The cost of healthcare for a typical American family varies from one location to the next. Here is the most recent comparison of those costs across 14 geographic areas, according to the Milliman Medical Index.
How will this regional variation be affected by health reform?
The new underwriting and rating restrictions that will be imposed on individual and small employer group plans in 2014 will have different implications depending on a family’s location. The changes will require that insurance be guaranteed issue (i.e., applicants cannot be turned down), and that it be offered at adjusted community rates that do not allow carriers to “rate up” premiums based on the health status or claim experience of applicants.

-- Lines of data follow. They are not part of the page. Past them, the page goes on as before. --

//! Per-coin balance ledger with locked collateral and contract holdings.

use serde::{Deserialize, Serialize};
use std::collections::BTreeMap;
use std::sync::Arc;

use crate::contract::{Contract, Position};
use crate::data::TradeLog;
use crate::types::{Coin, Pair};

/// Balances, locked balances and contract positions for one account.
///
/// `available_balance(c) == balance(c) - locked_balance(c)` for every coin.
/// Locked amounts are bookkeeping for resting orders and are not clamped
/// against the total balance.
///
/// `Clone` is a deep copy including locked balances. The algebra
/// ([`Portfolio::add`], [`Portfolio::subtract`]) carries balances and
/// contracts only.
///
/// # Examples
///
/// ```
/// use bean_core::ledger::Portfolio;
/// use bean_core::types::Coin;
///
/// let mut p = Portfolio::with_balances([(Coin::Usdt, 1000.0)]);
/// p.set_locked_balance(Coin::Usdt, 250.0);
/// assert_eq!(p.available_balance(Coin::Usdt), 750.0);
/// ```
#[derive(Debug, Clone, Default, PartialEq, Serialize, Deserialize)]
pub struct Portfolio {
    #[serde(default)]
    balances: BTreeMap<Coin, f64>,
    #[serde(default)]
    locked_balances: BTreeMap<Coin, f64>,
    #[serde(default)]
    contracts: Vec<Position>,
}

impl Portfolio {
    /// An empty portfolio.
    #[must_use]
    pub fn new() -> Self {
        Self::default()
    }

    /// A portfolio holding `balances`, nothing locked.
    #[must_use]
    pub fn with_balances(balances: impl IntoIterator<Item = (Coin, f64)>) -> Self {
        Self {
            balances: balances.into_iter().collect(),
            ..Self::default()
        }
    }

    /// Total balance of `coin`, zero if never touched.
    #[must_use]
    pub fn balance(&self, coin: Coin) -> f64 {
        self.balances.get(&coin).copied().unwrap_or_default()
    }

    /// All balances.
    #[must_use]
    pub const fn balances(&self) -> &BTreeMap<Coin, f64> {
        &self.balances
    }

    /// Coins with a balance entry, in coin order.
    #[must_use]
    pub fn coins(&self) -> Vec<Coin> {
        self.balances.keys().copied().collect()
    }

    /// Adds `amount` (may be negative) to `coin`.
    pub fn add_balance(&mut self, coin: Coin, amount: f64) {
        *self.balances.entry(coin).or_default() += amount;
    }

    /// Removes `amount` from `coin`.
    pub fn remove_balance(&mut self, coin: Coin, amount: f64) {
        self.add_balance(coin, -amount);
    }

    /// Overwrites the balance of `coin`.
    pub fn set_balance(&mut self, coin: Coin, amount: f64) {
        self.balances.insert(coin, amount);
    }

    /// Collateral locked in `coin`, zero if none.
    #[must_use]
    pub fn locked_balance(&self, coin: Coin) -> f64 {
        self.locked_balances.get(&coin).copied().unwrap_or_default()
    }

    /// All locked balances.
    #[must_use]
    pub const fn locked_balances(&self) -> &BTreeMap<Coin, f64> {
        &self.locked_balances
    }

    /// Overwrites the locked amount of `coin`.
    pub fn set_locked_balance(&mut self, coin: Coin, amount: f64) {
        self.locked_balances.insert(coin, amount);
    }

    /// Adds `amount` (may be negative) to the locked amount of `coin`.
    pub fn add_locked_balance(&mut self, coin: Coin, amount: f64) {
        *self.locked_balances.entry(coin).or_default() += amount;
    }

    /// Balance not reserved by resting orders.
    #[must_use]
    pub fn available_balance(&self, coin: Coin) -> f64 {
        self.balance(coin) - self.locked_balance(coin)
    }

    /// Pointwise sum of balances and contracts.
    #[must_use]
    pub fn add(&self, other: &Self) -> Self {
        self.combine(other, 1.0)
    }

    /// Pointwise difference `self - other` of balances and contracts.
    #[must_use]
    pub fn subtract(&self, other: &Self) -> Self {
        self.combine(other, -1.0)
    }

    /// Same as [`Portfolio::subtract`].
    #[must_use]
    pub fn minus(&self, other: &Self) -> Self {
        self.subtract(other)
    }

    fn combine(&self, other: &Self, sign: f64) -> Self {
        let mut result = Self {
            balances: self.balances.clone(),
            locked_balances: BTreeMap::new(),
            contracts: self.contracts.clone(),
        };
        for (coin, amount) in &other.balances {
            result.add_balance(*coin, sign * amount);
        }
        for position in &other.contracts {
            result.add_contract(
                Arc::clone(&position.contract),
                sign * position.quantity,
                position.price,
            );
        }
        result
    }

    /// Sub-portfolio restricted to `coins`, locked amounts included.
    ///
    /// Every requested coin gets a balance entry, zero if absent here.
    #[must_use]
    pub fn filter(&self, coins: &[Coin]) -> Self {
        let mut result = Self::new();
        for coin in coins {
            result.set_balance(*coin, self.balance(*coin));
            if let Some(locked) = self.locked_balances.get(coin) {
                result.set_locked_balance(*coin, *locked);
            }
        }
        result
    }

    /// Adds `quantity` of `contract` at `price`.
    ///
    /// Repeated contracts accumulate into one position whose price is the
    /// quantity-weighted average of additions on the same side.
    pub fn add_contract(&mut self, contract: Arc<Contract>, quantity: f64, price: f64) {
        match self.contracts.iter_mut().find(|p| *p.contract == *contract) {
            Some(position) => {
                let total = position.quantity + quantity;
                if position.quantity.signum() == quantity.signum() && total != 0.0 {
                    position.price =
                        (position.price * position.quantity + price * quantity) / total;
                } else if total.signum() != position.quantity.signum() {
                    position.price = price;
                }
                position.quantity = total;
            }
            None => self.contracts.push(Position::new(contract, quantity, price)),
        }
    }

    /// Contract positions in insertion order.
    #[must_use]
    pub fn contracts(&self) -> &[Position] {
        &self.contracts
    }

    /// Net quantity held in `contract`.
    #[must_use]
    pub fn contract_quantity(&self, contract: &Contract) -> f64 {
        self.contracts
            .iter()
            .filter(|p| *p.contract == *contract)
            .map(|p| p.quantity)
            .sum()
    }

    /// Applies a signed spot fill: `amount` of `pair.coin` at `price`.
    pub fn apply_fill(&mut self, pair: Pair, price: f64, amount: f64) {
        self.add_balance(pair.coin, amount);
        self.add_balance(pair.base, -amount * price);
    }

    /// The portfolio after `trades`, commission included.
    #[must_use]
    pub fn age(&self, trades: &[TradeLog]) -> Self {
        let mut result = self.clone();
        for trade in trades {
            result.apply_fill(trade.pair, trade.price, trade.signed_quantity());
            if let Some(asset) = trade.commission_asset {
                result.remove_balance(asset, trade.commission);
            }
        }
        result
    }

    /// Net balance change from `trades` alone.
    #[must_use]
    pub fn net(trades: &[TradeLog]) -> Self {
        Self::new().age(trades)
    }
}
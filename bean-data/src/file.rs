//! JSON file dataset.
//!
//! A dataset file holds every recorded book and trade for a run:
//!
//! ```json
//! {
//!   "order_books": [
//!     {"pair": "BTC/USDT", "timestamp": "2020-01-01T00:00:00Z",
//!      "bids": [{"price": 100.0, "amount": 1.0}],
//!      "asks": [{"price": 101.0, "amount": 1.0}]}
//!   ],
//!   "transactions": [
//!     {"pair": "BTC/USDT", "price": 100.5, "amount": -0.1,
//!      "timestamp": "2020-01-01T00:00:30Z", "maker": "buyer"}
//!   ]
//! }
//! ```
//!
//! Records must be ascending in time per pair.

use bean_core::data::{
    Order, OrderBook, OrderBookSeries, OrderBookSnapshot, Transaction, Transactions,
};
use bean_core::error::DataError;
use bean_core::traits::HistoricalDataProvider;
use bean_core::types::Pair;
use chrono::{DateTime, Utc};
use serde::{Deserialize, Serialize};
use std::collections::HashMap;
use std::path::Path;
use tracing::info;

use crate::error::DataProviderError;
use crate::memory::InMemoryProvider;

/// One recorded book in a [`Dataset`].
#[derive(Debug, Clone, PartialEq, Serialize, Deserialize)]
pub struct BookRecord {
    /// Pair of the book
    pub pair: Pair,
    /// Observation time
    pub timestamp: DateTime<Utc>,
    /// Bid levels
    #[serde(default)]
    pub bids: Vec<Order>,
    /// Ask levels
    #[serde(default)]
    pub asks: Vec<Order>,
}

/// File contents of a [`JsonFileProvider`].
#[derive(Debug, Clone, Default, PartialEq, Serialize, Deserialize)]
pub struct Dataset {
    /// Recorded books of every pair
    #[serde(default)]
    pub order_books: Vec<BookRecord>,
    /// Public trades of every pair
    #[serde(default)]
    pub transactions: Vec<Transaction>,
}

impl Dataset {
    /// Parses and validates a dataset.
    pub fn from_json(content: &str) -> Result<Self, DataProviderError> {
        let dataset: Self = serde_json::from_str(content)?;
        dataset.validate()?;
        Ok(dataset)
    }

    /// Checks per-pair ascending timestamps.
    pub fn validate(&self) -> Result<(), DataProviderError> {
        check_ascending("order_books", self.order_books.iter().map(|r| (r.pair, r.timestamp)))?;
        check_ascending(
            "transactions",
            self.transactions.iter().map(|t| (t.pair, t.timestamp)),
        )
    }
}

fn check_ascending(
    series: &str,
    records: impl Iterator<Item = (Pair, DateTime<Utc>)>,
) -> Result<(), DataProviderError> {
    let mut last: HashMap<Pair, DateTime<Utc>> = HashMap::new();
    for (index, (pair, timestamp)) in records.enumerate() {
        if let Some(prev) = last.insert(pair, timestamp) {
            if timestamp < prev {
                return Err(DataProviderError::Unsorted {
                    series: series.to_string(),
                    index,
                });
            }
        }
    }
    Ok(())
}

/// Provider backed by a [`Dataset`] file loaded eagerly.
#[derive(Debug, Clone)]
pub struct JsonFileProvider {
    inner: InMemoryProvider,
}

impl JsonFileProvider {
    /// Loads and validates the dataset at `path`.
    pub fn open(path: impl AsRef<Path>) -> Result<Self, DataProviderError> {
        let path = path.as_ref();
        let content = std::fs::read_to_string(path)?;
        let dataset = Dataset::from_json(&content)?;
        info!(
            path = %path.display(),
            order_books = dataset.order_books.len(),
            transactions = dataset.transactions.len(),
            "Dataset loaded"
        );
        Ok(Self::from_dataset(dataset))
    }

    /// Wraps an already validated dataset.
    #[must_use]
    pub fn from_dataset(dataset: Dataset) -> Self {
        let mut books: HashMap<Pair, Vec<OrderBookSnapshot>> = HashMap::new();
        for record in dataset.order_books {
            books
                .entry(record.pair)
                .or_default()
                .push(OrderBookSnapshot::new(
                    record.timestamp,
                    OrderBook::new(record.bids, record.asks),
                ));
        }
        let mut tapes: HashMap<Pair, Vec<Transaction>> = HashMap::new();
        for txn in dataset.transactions {
            tapes.entry(txn.pair).or_default().push(txn);
        }

        let mut inner = InMemoryProvider::new();
        for (pair, snapshots) in books {
            inner.insert_order_books(pair, OrderBookSeries::new(snapshots));
        }
        for (pair, tape) in tapes {
            inner.insert_transactions(pair, Transactions::new(tape));
        }
        Self { inner }
    }

    /// Pairs present in the dataset.
    #[must_use]
    pub fn pairs(&self) -> Vec<Pair> {
        self.inner.pairs()
    }
}

impl HistoricalDataProvider for JsonFileProvider {
    fn order_book_series(
        &self,
        pair: Pair,
        start: DateTime<Utc>,
        end: DateTime<Utc>,
        depth: usize,
    ) -> Result<OrderBookSeries, DataError> {
        self.inner.order_book_series(pair, start, end, depth)
    }

    fn transactions(
        &self,
        pair: Pair,
        start: DateTime<Utc>,
        end: DateTime<Utc>,
    ) -> Result<Transactions, DataError> {
        self.inner.transactions(pair, start, end)
    }
}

Current underwriting and rating rules vary by state, so the effects of these changes will also vary by state. Minimum loss ratio requirements (80% for individual and small group and 85% for large group) may affect insurer rates. The U.S. Department of Health and Human Services (HHS) rule that any rate increase of 10% or more is deemed to be “excessive” will affect rate increase actions. Because states vary in their rate review practices and approval authority, the effect of these changes will also vary from state to state. Further, the Patient Protection and Affordable Care Act (PPACA) encouragement of the development of accountable care organizations (ACOs) and consumer operated and oriented plan (CO-OP) arrangements may affect the way care is coordinated and financed—with differences from state to state. As a result of all these things, the relative cost of care by state may look very different in a few years than it does today.